General information
- Location: Homansbyen, Frogner, Oslo Norway
- Coordinates: 59°55′22″N 10°43′35″E﻿ / ﻿59.92278°N 10.72639°E
- Lines: Briskeby Line Ullevål Hageby Line

History
- Opened: 10 October 1875

Services
| Preceding station | Trams in Oslo |  |  | Following station |
| Bogstadveien towards Majorstuen |  | Line 19 |  | Holbergs plass towards Ljabru |

Location

= Homansbyen tram stop =

Tram stop in Oslo, Norway

Homansbyen is a tram stop located at Homansbyen in Frogner borough of Oslo, Norway. It is on the Homansbyen Line, a short line that connects the Briskeby Line and Ullevål Hageby Line of Oslo Tramway, and is served by line 19 using SL79 trams.
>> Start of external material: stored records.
//! JSON API route definitions.

use axum::extract::{Multipart, State};
use axum::http::StatusCode;
use axum::response::{IntoResponse, Response};
use axum::{
    routing::{get, post},
    Json, Router,
};
use serde_json::{json, Value};
use tracing::info;

use crate::api::read_upload_form;
use crate::api::state::AppState;
use crate::ingest;
use crate::pipeline::{self, PipelineError, RunReport};

pub fn api_routes() -> Router<AppState> {
    Router::new()
        .route("/health", get(health))
        .route("/analyze", post(analyze))
}

async fn health(State(state): State<AppState>) -> Json<Value> {
    Json(json!({
        "data": {
            "status": "ok",
            "version": env!("CARGO_PKG_VERSION"),
            "scorer": state.scorer.name(),
            "sessions": state.sessions.len().await,
        },
        "meta": {
            "timestamp": chrono::Utc::now().to_rfc3339(),
            "version": env!("CARGO_PKG_VERSION")
        }
    }))
}

/// Run the pipeline on a multipart upload and return the run report.
async fn analyze(State(state): State<AppState>, multipart: Multipart) -> Response {
    let form = match read_upload_form(multipart).await {
        Ok(form) => form,
        Err(e) => return e.into_response(),
    };
    let Some(file) = form.file else {
        return (
            StatusCode::BAD_REQUEST,
            Json(json!({ "state": "no_file", "message": "missing multipart field 'file'" })),
        )
            .into_response();
    };
    info!(file = ?file.file_name, bytes = file.bytes.len(), "analyze request");

    if let Err(e) = ingest::check_upload_type(file.file_name.as_deref(), file.content_type.as_deref()) {
        let report = RunReport::from_outcome(&Err(PipelineError::Parse(e)));
        return (StatusCode::UNPROCESSABLE_ENTITY, Json(report)).into_response();
    }

    let scorer = state.scorer.clone();
    let params = form.params;
    let outcome = tokio::task::spawn_blocking(move || pipeline::run(&file.bytes, &params, scorer.as_ref())).await;
    let outcome = match outcome {
        Ok(outcome) => outcome,
        Err(e) => {
            tracing::error!(error = %e, "analysis task failed");
            return (StatusCode::INTERNAL_SERVER_ERROR, "analysis task failed").into_response();
        }
    };

    let status = if outcome.is_err() {
        StatusCode::UNPROCESSABLE_ENTITY
    } else {
        StatusCode::OK
    };
    (status, Json(RunReport::from_outcome(&outcome))).into_response()
}

#[cfg(test)]
mod tests {
    use crate::api::router;
    use crate::api::state::AppState;
    use crate::config::Config;
    use axum::body::Body;
    use axum::http::{header, Request, StatusCode};
    use tower::ServiceExt; // for `oneshot`

    const BOUNDARY: &str = "apiboundary";

    fn analyze_request(parts: &[(&str, Option<&str>, &str)]) -> Request<Body> {
        let mut body = String::new();
        for (name, file_name, value) in parts {
            body.push_str(&format!("--{}\r\n", BOUNDARY));
            match file_name {
                Some(f) => body.push_str(&format!(
                    "Content-Disposition: form-data; name=\"{}\"; filename=\"{}\"\r\nContent-Type: text/csv\r\n\r\n",
                    name, f
                )),
                None => body.push_str(&format!("Content-Disposition: form-data; name=\"{}\"\r\n\r\n", name)),
            }
            body.push_str(value);
            body.push_str("\r\n");
        }
        body.push_str(&format!("--{}--\r\n", BOUNDARY));

        Request::builder()
            .method("POST")
            .uri("/api/v1/analyze")
            .header(
                header::CONTENT_TYPE,
                format!("multipart/form-data; boundary={}", BOUNDARY),
            )
            .body(Body::from(body))
            .unwrap()
    }

    async fn json_body(response: axum::response::Response) -> serde_json::Value {
        let body = axum::body::to_bytes(response.into_body(), 1_000_000)
            .await
            .unwrap();
        serde_json::from_slice(&body).unwrap()
    }

    #[tokio::test]
    async fn test_health_endpoint() {
        let app = router(AppState::new(Config::default()));
        let request = Request::builder()
            .uri("/api/v1/health")
            .body(Body::empty())
            .unwrap();

        let response = app.oneshot(request).await.unwrap();
        assert_eq!(response.status(), StatusCode::OK);

        let json = json_body(response).await;
        assert_eq!(json["data"]["status"], "ok");
        assert_eq!(json["data"]["scorer"], "isolation_forest");
        assert!(json["data"]["version"].is_string());
    }

    #[tokio::test]
    async fn test_analyze_reports_anomalies() {
        let csv = "a,b\n1,2\n2,3\n3,1\n2,2\n1,3\n3,3\n2,1\n1,1\n3,2\n40,-30\n";
        let app = router(AppState::new(Config::default()));
        let response = app
            .oneshot(analyze_request(&[
                ("file", Some("data.csv"), csv),
                ("contamination", None, "0.1"),
            ]))
            .await
            .unwrap();
        assert_eq!(response.status(), StatusCode::OK);

        let json = json_body(response).await;
        assert_eq!(json["state"], "scored_with_anomalies");
        assert_eq!(json["anomaly_count"], 1);
        assert_eq!(json["params"]["feature_x"], "a");
        assert_eq!(json["anomalies"]["rows"][0][0], "40");
    }

    #[tokio::test]
    async fn test_analyze_without_file() {
        let app = router(AppState::new(Config::default()));
        let response = app
            .oneshot(analyze_request(&[("feature_x", None, "a")]))
            .await
            .unwrap();
        assert_eq!(response.status(), StatusCode::BAD_REQUEST);
    }

    #[tokio::test]
    async fn test_analyze_bad_contamination_is_validation_failure() {
        let app = router(AppState::new(Config::default()));
        let response = app
            .oneshot(analyze_request(&[
                ("file", Some("data.csv"), "a,b\n1,2\n3,4\n"),
                ("contamination", None, "lots"),
            ]))
            .await
            .unwrap();
        assert_eq!(response.status(), StatusCode::OK);
        assert_eq!(json_body(response).await["state"], "validation_failed");
    }
}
This line is the shortest of the three tram lines that connect the city centre with Majorstuen. The city has planned to build a new rapid transit station for the Oslo T-bane at Homansbyen, but as of 2017 this has not been developed.

==Tram station==
Homansbyen was opened on 10 October 1875, as the terminus of the first horsecar line built by Kristiania Sporveisselskab. The station became a branch of the main Ullevål Hageby Line when a connection was built between it and the Kristiania Elektriske Sporvei-owned Briskeby Line on 1 May 1912.

In 2002, Oslo Sporveier decided to close Homansbyen Line from 12 April 2003 due to financial difficulties, and reroute the 11-tram to the Ullevåll Hageby Line instead. However, a city grant on 8 April 2003 allowed the service to be retained. A short 11B-line was implemented to run Stortorvet-Homansbyen-Majorstuen until the 11 was returned to the Homansbyen Line in June 2003. As of 2021, the Homansbyen line is served by line 19 (Majorstuen-Homansbyen-Ljabru).

==Rapid transit station==

As part of the Oslo Package 3 investment program, the Municipality of Oslo has prosed to build a new station of the Common Tunnel of the Oslo T-bane. After the closing of the station Valkyrie plass in 1985, there are 2.0 km between the stations Majorstuen and Nationaltheatret. Homansbyen would be located about midway between these two stations, serving residential areas in Frogner. Unlike the other stations between Jernbanetorget and Majorstuen of the T-bane, the station would not function as a transport hub or service many working places. The station is estimated to have 10,000 daily travelers. Construction is estimated to start in 2014, and be completed by 2017.

Oslo Sporveier, the then owner and operator of the T-bane, announced in 2006 that they were opposed to the station being built, even though has been put aside in Oslo Package 3. The company stated that the area had a good tram service, and was in no need of rapid transit. Because the station would be far underground, travel time gains to the city center for local residents would be small, compared to using the tram. Also, all travelers taking the T-bane west of the city center would get a longer travel time, since all trains would have to stop at Homansbyen. Oslo Sporveier was also concerned that a rapid transit station would take ridership away from the trams, that previously had been threatened with closure. The section of the Common Tunnel is the oldest on the T-bane, having been opened in 1928. The T-bane needs NOK 100 million to upgrade the safety in the tunnel; the current plans involve there being no stops between the two stations. Due to the narrow tunnel profile, evacuation from the trains must be done from the ends of the trains.